What you will do: Filter the entries down to the lines holding "input", then copy those lines.

Supplied entries below:

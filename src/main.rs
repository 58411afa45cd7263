// hevc-player binary
// Plays an H.265 Annex-B elementary stream into a native window

use anyhow::{bail, Context};
use ffmpeg_next as ffmpeg;
use hevc_player::decoder::{DecoderError, DecoderSession};
use hevc_player::engine::create_engine;
use hevc_player::renderer::{RenderWindow, RendererConfig, WindowEvent};
use std::path::PathBuf;
use std::time::Duration;

struct Options {
    input: PathBuf,
    config: RendererConfig,
}

fn parse_args() -> anyhow::Result<Options> {
    let mut input = None;
    let mut config = RendererConfig::default();

    let mut args = std::env::args().skip(1);
    while let Some(arg) = args.next() {
        match arg.as_str() {
            "--backend" => {
                let value = args.next().context("--backend requires a value")?;
                config.backend = value.parse()?;
            }
            "--config" => {
                let value = args.next().context("--config requires a path")?;
                config = RendererConfig::load(value.as_ref())?;
            }
            "--help" | "-h" => {
                bail!("usage: hevc-player <stream.h265> [--backend raster|accelerated] [--config file.json]");
            }
            _ if input.is_none() => input = Some(PathBuf::from(arg)),
            other => bail!("unexpected argument {:?}", other),
        }
    }

    Ok(Options {
        input: input.context(
            "usage: hevc-player <stream.h265> [--backend raster|accelerated] [--config file.json]",
        )?,
        config,
    })
}

fn main() -> anyhow::Result<()> {
    tracing_subscriber::fmt::init();

    let options = parse_args()?;

    // ffmpeg::init is idempotent; the engine calls it again later
    ffmpeg::init().context("failed to initialize FFmpeg")?;

    let mut input = ffmpeg::format::input(&options.input)
        .with_context(|| format!("failed to open {}", options.input.display()))?;

    let (stream_index, frame_interval) = {
        let stream = input
            .streams()
            .best(ffmpeg::media::Type::Video)
            .context("no video stream in input")?;

        let rate = stream.avg_frame_rate();
        let interval = if rate.numerator() > 0 {
            Duration::from_secs_f64(rate.denominator() as f64 / rate.numerator() as f64)
        } else {
            Duration::from_millis(33)
        };
        (stream.index(), interval)
    };

    let window = RenderWindow::create("hevc-player", 1280, 720, options.config.backend)?;

    // Frames flow from the decode callback straight into the window; the
    // bounded frame channel paces the decode loop against the renderer.
    let frame_sink = window.clone();
    let mut session = DecoderSession::open(
        create_engine()?,
        Box::new(move |frame| {
            if let Err(e) = frame_sink.draw(frame) {
                log::debug!("Frame dropped: {}", e);
            }
        }),
    )?;

    log::info!("Playing {}", options.input.display());

    for (stream, packet) in input.packets() {
        if stream.index() != stream_index {
            continue;
        }
        if !window.is_open() {
            log::info!("Window closed, stopping playback");
            break;
        }

        let Some(data) = packet.data() else { continue };
        match session.ingest(data) {
            Ok(()) => {}
            // Recoverable: the stream resynchronizes on a later intra frame
            Err(e @ DecoderError::Decode(_)) => log::warn!("Skipping access unit: {}", e),
            Err(other) => return Err(other.into()),
        }

        std::thread::sleep(frame_interval);
    }

    if window.is_open() {
        session.flush()?;
    }
    session.close();
    log::info!("End of stream");

    // Keep the window up until the user closes it
    while window.is_open() {
        match window.recv_event() {
            Some(WindowEvent::CloseRequested) | None => break,
            Some(_) => {}
        }
    }

    Ok(())
}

End of Supplied entries.

Solution to the problem:
    input: PathBuf,
    let mut input = None;
            _ if input.is_none() => input = Some(PathBuf::from(arg)),
        input: input.context(
    let mut input = ffmpeg::format::input(&options.input)
        .with_context(|| format!("failed to open {}", options.input.display()))?;
        let stream = input
            .context("no video stream in input")?;
    log::info!("Playing {}", options.input.display());
    for (stream, packet) in input.packets() {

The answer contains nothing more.